[LibGdx/LWJGL] What does this do?

I’d honestly like clarification on exactly what that method does, since reading the lwjgl documentation doesn’t make it very clear. It explains it initializes a buffer object’s data store, but what does that really mean? Why does it eat so much cpu time? Am I doing something particularly wrong? (And if there’s a better way to profile, please do share, I’m out to learn a bit at the moment)

The code in question isn’t anything complex. Here’s the paste of it:
http://pastebin.java-gaming.org/b61e43e283d16

It was just something I wrote up in a programming class to pass time and show my friends how simple it is to get some basic stuff going.

The LWJGL documentation probably won’t be of much help with respect to OpenGL functions, since LWJGL just provides a binding. For details, you’ll probably want to refer to an OpenGL-specific reference, such as this.

In short, glBufferData() allocates storage for an OpenGL buffer (releasing any previous storage), and optionally initializes the buffer with user-supplied data. Since the source of the call is presumably in LibGDX code, I’m not sure how much can be gleaned from the screenshot you posted. I will say though that the number of invocations (> 2000) is a bit suspicious. Because memory allocation/deallocation can be costly, it’s typical to create buffers and reuse them rather than create them repeatedly as seems to be happening here.

Here are some things you could check:

  • Do all those invocations happen early on? Or does the number of invocations increase steadily, more or less, the longer the program runs?
  • Can you isolate the part(s) of your rendering code that are responsible for the invocations?

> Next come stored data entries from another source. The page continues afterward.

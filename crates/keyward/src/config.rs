//! Vault configuration.
//!
//! Every setting has a default except the guard's metadata key, which must
//! be supplied: references written under one metadata key cannot be
//! resolved under another.

use keyward_core::{CipherMode, Guard, SymmetricKey, DEFAULT_RSA_BITS};

use crate::error::{Result, VaultError};

/// Cipher engine settings.
#[derive(Debug, Clone)]
pub struct GuardConfig {
    /// Env: `KEYWARD_GUARD_MODE` (`1`/`aes`, `2`/`rc4`, `3`/`des`)
    /// Default: AES-256-GCM
    pub mode: CipherMode,

    /// Key used to wrap key ids into references.
    /// Env: `KEYWARD_GUARD_KEY` (hex)
    pub metadata_key: Option<SymmetricKey>,
}

impl Default for GuardConfig {
    fn default() -> Self {
        Self {
            mode: CipherMode::Aes256Gcm,
            metadata_key: None,
        }
    }
}

impl GuardConfig {
    pub fn new(mode: CipherMode, metadata_key: SymmetricKey) -> Self {
        Self {
            mode,
            metadata_key: Some(metadata_key),
        }
    }

    /// Build the guard. Fails if the metadata key is missing or has the
    /// wrong length for the mode.
    pub fn build(&self) -> Result<Guard> {
        let key = self
            .metadata_key
            .clone()
            .ok_or_else(|| VaultError::Config("KEYWARD_GUARD_KEY is not set".into()))?;
        Guard::new(self.mode, key).map_err(|e| VaultError::Config(e.to_string()))
    }
}

/// Configuration for a [`Vault`](crate::Vault).
#[derive(Debug, Clone)]
pub struct VaultConfig {
    pub guard: GuardConfig,

    /// RSA modulus size for newly registered users.
    /// Env: `KEYWARD_RSA_BITS`
    /// Default: 2048
    pub rsa_bits: usize,

    /// Prefix of every blob path the vault writes.
    /// Env: `KEYWARD_SHARE_ROOT`
    /// Default: `files`
    pub share_root: String,

    /// Sender address for outgoing notices.
    /// Env: `KEYWARD_MAIL_SENDER`
    pub mail_sender: String,
}

impl Default for VaultConfig {
    fn default() -> Self {
        Self {
            guard: GuardConfig::default(),
            rsa_bits: DEFAULT_RSA_BITS,
            share_root: "files".to_string(),
            mail_sender: "noreply@keyward.local".to_string(),
        }
    }
}

impl VaultConfig {
    /// Load configuration from environment variables, falling back to
    /// defaults.
    ///
    /// Unparseable values are logged and ignored, except a malformed
    /// metadata key which is an error.
    pub fn from_env() -> Result<Self> {
        Self::from_lookup(|name| std::env::var(name).ok())
    }

    fn from_lookup(lookup: impl Fn(&str) -> Option<String>) -> Result<Self> {
        let mut config = Self::default();

        if let Some(value) = lookup("KEYWARD_GUARD_MODE") {
            match value.parse::<CipherMode>() {
                Ok(mode) => config.guard.mode = mode,
                Err(_) => {
                    tracing::warn!(value = %value, "Invalid KEYWARD_GUARD_MODE, using default");
                }
            }
        }

        if let Some(value) = lookup("KEYWARD_GUARD_KEY") {
            let bytes = hex::decode(value.trim())
                .map_err(|e| VaultError::Config(format!("KEYWARD_GUARD_KEY is not hex: {}", e)))?;
            config.guard.metadata_key = Some(SymmetricKey::from_bytes(bytes));
        }

        if let Some(value) = lookup("KEYWARD_RSA_BITS") {
            match value.parse::<usize>() {
                Ok(bits) if bits >= 1024 => config.rsa_bits = bits,
                _ => {
                    tracing::warn!(value = %value, "Invalid KEYWARD_RSA_BITS, using default");
                }
            }
        }

        if let Some(value) = lookup("KEYWARD_SHARE_ROOT") {
            config.share_root = value.trim_end_matches('/').to_string();
        }

        if let Some(value) = lookup("KEYWARD_MAIL_SENDER") {
            if !value.is_empty() {
                config.mail_sender = value;
            }
        }

        if config.guard.metadata_key.is_some() {
            // Surface a wrong-length key now rather than on first use.
            config.guard.build()?;
        }

        Ok(config)
    }
}

#[cfg(test)]
mod tests {
    use super::*;
    use std::collections::HashMap;

    fn load(vars: &[(&str, &str)]) -> Result<VaultConfig> {
        let vars: HashMap<String, String> = vars
            .iter()
            .map(|(k, v)| (k.to_string(), v.to_string()))
            .collect();
        VaultConfig::from_lookup(|name| vars.get(name).cloned())
    }

    #[test]
    fn test_defaults() {
        let config = load(&[]).unwrap();
        assert_eq!(config.guard.mode, CipherMode::Aes256Gcm);
        assert!(config.guard.metadata_key.is_none());
        assert_eq!(config.rsa_bits, DEFAULT_RSA_BITS);
        assert_eq!(config.share_root, "files");
        assert!(matches!(config.guard.build(), Err(VaultError::Config(_))));
    }

    #[test]
    fn test_env_overrides() {
        let key = "11".repeat(8);
        let config = load(&[
            ("KEYWARD_GUARD_MODE", "des"),
            ("KEYWARD_GUARD_KEY", key.as_str()),
            ("KEYWARD_RSA_BITS", "1024"),
            ("KEYWARD_SHARE_ROOT", "shared/"),
            ("KEYWARD_MAIL_SENDER", "vault@example.org"),
        ])
        .unwrap();

        assert_eq!(config.guard.mode, CipherMode::DesEcb);
        assert_eq!(config.rsa_bits, 1024);
        assert_eq!(config.share_root, "shared");
        assert_eq!(config.mail_sender, "vault@example.org");
        assert_eq!(config.guard.build().unwrap().mode(), CipherMode::DesEcb);
    }

    #[test]
    fn test_bad_values_fall_back() {
        let config = load(&[("KEYWARD_GUARD_MODE", "rot13"), ("KEYWARD_RSA_BITS", "tiny")]).unwrap();
        assert_eq!(config.guard.mode, CipherMode::Aes256Gcm);
        assert_eq!(config.rsa_bits, DEFAULT_RSA_BITS);
    }

    #[test]
    fn test_malformed_key_is_error() {
        assert!(matches!(
            load(&[("KEYWARD_GUARD_KEY", "zz")]),
            Err(VaultError::Config(_))
        ));
        // 8 bytes is a DES key, not an AES one.
        assert!(matches!(
            load(&[("KEYWARD_GUARD_KEY", "ab".repeat(8).as_str())]),
            Err(VaultError::Config(_))
        ));
    }
}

Keep in mind that if your application is performing adequately, it’s not necessarily a problem for there to be hot spots. However, I do think it might be worth tracking down where those invocations are coming from.

There are no clear invocations of the method, which is why I don’t know exactly what’s going on. I could do a lot of digging and find out where the issue is coming from, but I figured it’d be quicker to ask around the forum. I’ll run another test and check the time scale of the invocations though.

So, looking at it, it looks like it’s being called once per frame, which makes sense, since the data is changing on a frame by frame basis.

As is, I can get ~18000 individually drawn and collision checked bullets without dropping any frames anyway.
I think if anything, the slowdown past that point comes from poor handling of new objects.

Mostly I was just curious as to what was happening there. I figured based on the information I did have that it was just buffer allocation, but I haven’t used opengl in a very long time.

As for the amount of invocations to glbufferdata, that 2000~ was nothing compared to the ~1 million calls to a few other functions, luckily they’re incredibly cheap functions. (which I initially wanted to clean up for further optimization, but after profiling, clearly they aren’t an issue)

Basically, what I learned today is that buffers are expensive (no shit), what I’m doing is fine as long as I’m not throwing 20K+ bullets around, and collision is super cheap.

It shouldn’t really be being called every frame. You should be reusing buffers, not reinitializing them every frame. I know LibGDX is managing this for you but perhaps you’re using the wrong rendering method for this use case. (If you’re interested)

Then I’m missing something entirely. It’s definitely handled by libgdx, and I’m not doing anything particularly strange with the graphics. (So far as I can see)

I looked into it and it’s just how the shaperenderer works. Luckily, I don’t actually use the shaperenderer for anything except drawing in the stuff that has no textures, so I can just texture everything and get rid of literally all of the gl15 calls.